In some definitions, a garden is a piece of land that adjoins a house in which plants may be grown. But this view would exclude anything that isn’t a domestic dwelling – from every allotment in the country, to some of the world’s most famous botanical gardens. Even if we gloss over the “house” part, as other definitions do, we are still left with the stipulation of a garden as “piece of land”. Does that mean that roof gardens – such as the spectacular sky parks of Singapore, where palm-filled rainforests are lifted towards the clouds – don’t count? If they aren’t gardens, then the living walls clinging to the sides of buildings that are cropping up in cities all over the world aren’t either. What about miniature gardens, where entire landscapes are shrunk down in trays, glass terrariums and even enclosed tanks? Absolutely no land – often not even soil – is involved in these, so perhaps they are not “gardens” in the true sense of the word?
Do gardens even really need to contain plants at all? I would be tempted to say yes they do, until you consider the centuries-old Zen gravel gardens of Japan, or the modernist wonders of water and architectural concrete created by Brazil’s Roberto Burle Marx, one of the world’s most famous 20th-century garden designers.

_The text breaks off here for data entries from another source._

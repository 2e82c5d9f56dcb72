// src/services/structured_api.rs

//! WordPress REST API strategy.
//!
//! Detection hits the API root and then a one-post probe so that a site
//! advertising the API but protecting the posts route (401/403) is reported
//! as blocked rather than failed.

use std::sync::Arc;
use std::time::Duration;

use async_trait::async_trait;
use chrono::{DateTime, SecondsFormat, Utc};
use serde::Deserialize;
use serde_json::Value;
use url::Url;

use crate::error::{AppError, Result};
use crate::models::{Config, OriginStrategy, Site};
use crate::services::strategy::{ArticleDraft, ScrapeContext, Strategy, StrategyResult, pause};
use crate::utils::date::parse_datetime;
use crate::utils::http::Fetcher;
use crate::utils::text::{html_to_text, truncate_graphemes};

const API_ROOT: &str = "/wp-json/";
const POSTS_ROUTE: &str = "/wp-json/wp/v2/posts";
const NAMESPACE_MARKER: &str = "wp/v2";

/// Result of probing a site for the structured API.
#[derive(Debug, Clone, PartialEq, Eq)]
pub enum ApiAvailability {
    Accessible,
    /// Present but protected (401/403)
    Blocked(u16),
    NotSupported(String),
}

/// Pulls recent posts from a WordPress REST API.
pub struct StructuredApiStrategy {
    fetcher: Arc<dyn Fetcher>,
    page_size: usize,
    max_pages: usize,
    delay: Duration,
    min_body_chars: usize,
    max_body_chars: usize,
    excerpt_chars: usize,
}

impl StructuredApiStrategy {
    pub fn new(fetcher: Arc<dyn Fetcher>, config: &Config) -> Self {
        Self {
            fetcher,
            page_size: config.scrape.api_page_size,
            max_pages: config.scrape.api_max_pages,
            delay: config.crawler.request_delay(),
            min_body_chars: config.scrape.min_body_chars,
            max_body_chars: config.scrape.max_body_chars,
            excerpt_chars: config.scrape.excerpt_chars,
        }
    }

    /// Probe the API root and the posts route.
    pub async fn detect(&self, site: &Site) -> ApiAvailability {
        let root = match self.fetcher.fetch(&site.url_for(API_ROOT)).await {
            Ok(response) => response,
            Err(e) if e.is_blocked() => return ApiAvailability::Blocked(e.status().unwrap_or(403)),
            Err(e) => return ApiAvailability::NotSupported(e.to_string()),
        };
        if !has_namespace(&root.body) {
            return ApiAvailability::NotSupported(format!(
                "API root does not list the {NAMESPACE_MARKER} namespace"
            ));
        }

        let probe = format!("{}?per_page=1", site.url_for(POSTS_ROUTE));
        match self.fetcher.fetch(&probe).await {
            Ok(_) => ApiAvailability::Accessible,
            Err(e) if e.is_blocked() => ApiAvailability::Blocked(e.status().unwrap_or(403)),
            Err(e) => ApiAvailability::NotSupported(e.to_string()),
        }
    }

    fn page_url(&self, site: &Site, page: usize, cutoff: DateTime<Utc>) -> Result<String> {
        let mut url = Url::parse(&site.url_for(POSTS_ROUTE))?;
        url.query_pairs_mut()
            .append_pair("per_page", &self.page_size.to_string())
            .append_pair("page", &page.to_string())
            .append_pair("orderby", "date")
            .append_pair("order", "desc")
            .append_pair("_embed", "true")
            .append_pair("after", &cutoff.to_rfc3339_opts(SecondsFormat::Secs, true));
        Ok(url.to_string())
    }

    fn to_draft(&self, post: WpPost) -> ArticleDraft {
        let published_at = post.published_at();
        let body = truncate_graphemes(&html_to_text(&post.content.rendered), self.max_body_chars);
        let embedded = post.embedded.unwrap_or_default();

        let mut categories = Vec::new();
        let mut tags = Vec::new();
        for term in embedded.terms.into_iter().flatten() {
            let name = html_to_text(&term.name);
            if name.is_empty() {
                continue;
            }
            match term.taxonomy.as_str() {
                "category" => categories.push(name),
                "post_tag" => tags.push(name),
                _ => {}
            }
        }

        ArticleDraft {
            url: post.link,
            title: html_to_text(&post.title.rendered),
            body,
            summary: html_to_text(&post.excerpt.rendered),
            author: embedded.author.into_iter().find_map(|a| a.name),
            published_at,
            image_url: embedded.featured_media.into_iter().find_map(|m| m.source_url),
            categories,
            tags,
        }
    }
}

#[async_trait]
impl Strategy for StructuredApiStrategy {
    fn origin(&self) -> OriginStrategy {
        OriginStrategy::StructuredApi
    }

    async fn attempt(&self, site: &Site, ctx: &ScrapeContext) -> Result<StrategyResult> {
        match self.detect(site).await {
            ApiAvailability::Accessible => {}
            ApiAvailability::Blocked(status) => {
                log::info!("[{}] Structured API is protected (HTTP {})", site.id, status);
                return Ok(StrategyResult::not_applicable(format!(
                    "structured API protected (HTTP {status})"
                )));
            }
            ApiAvailability::NotSupported(reason) => {
                log::debug!("[{}] No structured API: {}", site.id, reason);
                return Ok(StrategyResult::not_applicable("no structured API"));
            }
        }

        let mut result = StrategyResult::default();
        for page in 1..=self.max_pages {
            if ctx.deadline_reached() {
                result.interrupted = true;
                break;
            }
            if page > 1 {
                pause(self.delay).await;
            }

            let url = self.page_url(site, page, ctx.window.cutoff)?;
            let response = match self.fetcher.fetch(&url).await {
                Ok(response) => response,
                // Paging past the last page answers 400
                Err(e) if e.status() == Some(400) => break,
                Err(e) if page == 1 => return Err(e),
                Err(e) => {
                    log::warn!("[{}] API page {} failed: {}", site.id, page, e);
                    break;
                }
            };

            let posts: Vec<Value> = match serde_json::from_str(&response.body) {
                Ok(posts) => posts,
                Err(e) if page == 1 => return Err(AppError::parse(url, e)),
                Err(e) => {
                    log::warn!("[{}] API page {} is not a post list: {}", site.id, page, e);
                    break;
                }
            };
            if posts.is_empty() {
                break;
            }

            let mut crossed_window = false;
            for value in posts {
                let post: WpPost = match serde_json::from_value(value) {
                    Ok(post) => post,
                    Err(e) => {
                        log::debug!("[{}] Skipping malformed post: {}", site.id, e);
                        result.skipped += 1;
                        continue;
                    }
                };
                if let Some(date) = post.published_at() {
                    if !ctx.window.contains(&date) {
                        result.out_of_window += 1;
                        crossed_window = true;
                        continue;
                    }
                }
                let draft = self.to_draft(post);
                match draft.into_article(site, self.origin(), self.excerpt_chars, self.min_body_chars) {
                    Ok(article) => result.articles.push(article),
                    Err(e) => {
                        log::debug!("[{}] Skipping post: {}", site.id, e);
                        result.skipped += 1;
                    }
                }
                if result.is_full(ctx.max_articles) {
                    break;
                }
            }

            log::debug!(
                "[{}] API page {}: {} articles so far",
                site.id,
                page,
                result.articles.len()
            );
            if crossed_window || result.is_full(ctx.max_articles) {
                break;
            }
        }

        Ok(result)
    }
}

fn has_namespace(body: &str) -> bool {
    serde_json::from_str::<Value>(body)
        .ok()
        .and_then(|root| {
            root.get("namespaces")?
                .as_array()
                .map(|ns| ns.iter().any(|n| n.as_str() == Some(NAMESPACE_MARKER)))
        })
        .unwrap_or(false)
}

#[derive(Debug, Deserialize)]
struct WpPost {
    link: String,
    #[serde(default)]
    date: Option<String>,
    #[serde(default)]
    date_gmt: Option<String>,
    title: Rendered,
    #[serde(default)]
    content: Rendered,
    #[serde(default)]
    excerpt: Rendered,
    #[serde(default, rename = "_embedded")]
    embedded: Option<WpEmbedded>,
}

impl WpPost {
    /// `date_gmt` when present, else the site-local `date` taken as UTC.
    fn published_at(&self) -> Option<DateTime<Utc>> {
        self.date_gmt
            .as_deref()
            .and_then(parse_datetime)
            .or_else(|| self.date.as_deref().and_then(parse_datetime))
    }
}

#[derive(Debug, Default, Deserialize)]
struct Rendered {
    #[serde(default)]
    rendered: String,
}

#[derive(Debug, Default, Deserialize)]
struct WpEmbedded {
    #[serde(default)]
    author: Vec<WpAuthor>,
    #[serde(default, rename = "wp:featuredmedia")]
    featured_media: Vec<WpMedia>,
    #[serde(default, rename = "wp:term")]
    terms: Vec<Vec<WpTerm>>,
}

#[derive(Debug, Deserialize)]
struct WpAuthor {
    #[serde(default)]
    name: Option<String>,
}

#[derive(Debug, Deserialize)]
struct WpMedia {
    #[serde(default)]
    source_url: Option<String>,
}

#[derive(Debug, Deserialize)]
struct WpTerm {
    #[serde(default)]
    taxonomy: String,
    #[serde(default)]
    name: String,
}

Where do we draw the line?
Perhaps the best way to answer this is to move beyond definitions of the term in the English language, which will inevitably come with some language and cultural bias, and look at examples of gardens from history to see what they all have in common. While most horticultural texts will tell you that concept of the garden as a landscape designed exclusively for pleasure, not food production, can be traced back to the Middle East, this is only true of the western garden style. In reality, just like agriculture, the concept of ornamental horticulture appears to have arisen independently across unconnected civilisations. From the floating gardens of the Aztecs set amid a vast lake to the manicured miniature landscapes of rocks and rivers created in ancient China, to the range of ritual ornamental plants carefully selected by indigenous peoples from Papua New Guinea to New Zealand, the desire to garden seems almost universal.
The one thing they have in common is that they are stylised landscapes that – whether we know it or not – depict nature the way we think it “should” be. In fact, I’d argue that gardens are probably the best barometer of how a culture sees nature and humanity’s place in it: the physical embodiment of what the world around us “should” look like. The wonderful thing is, of course, that this is entirely in the eye of their creators.
So what is a “proper” garden? Anything you want it to be – and anyone who tells you differently is simply betraying how little they know about gardens.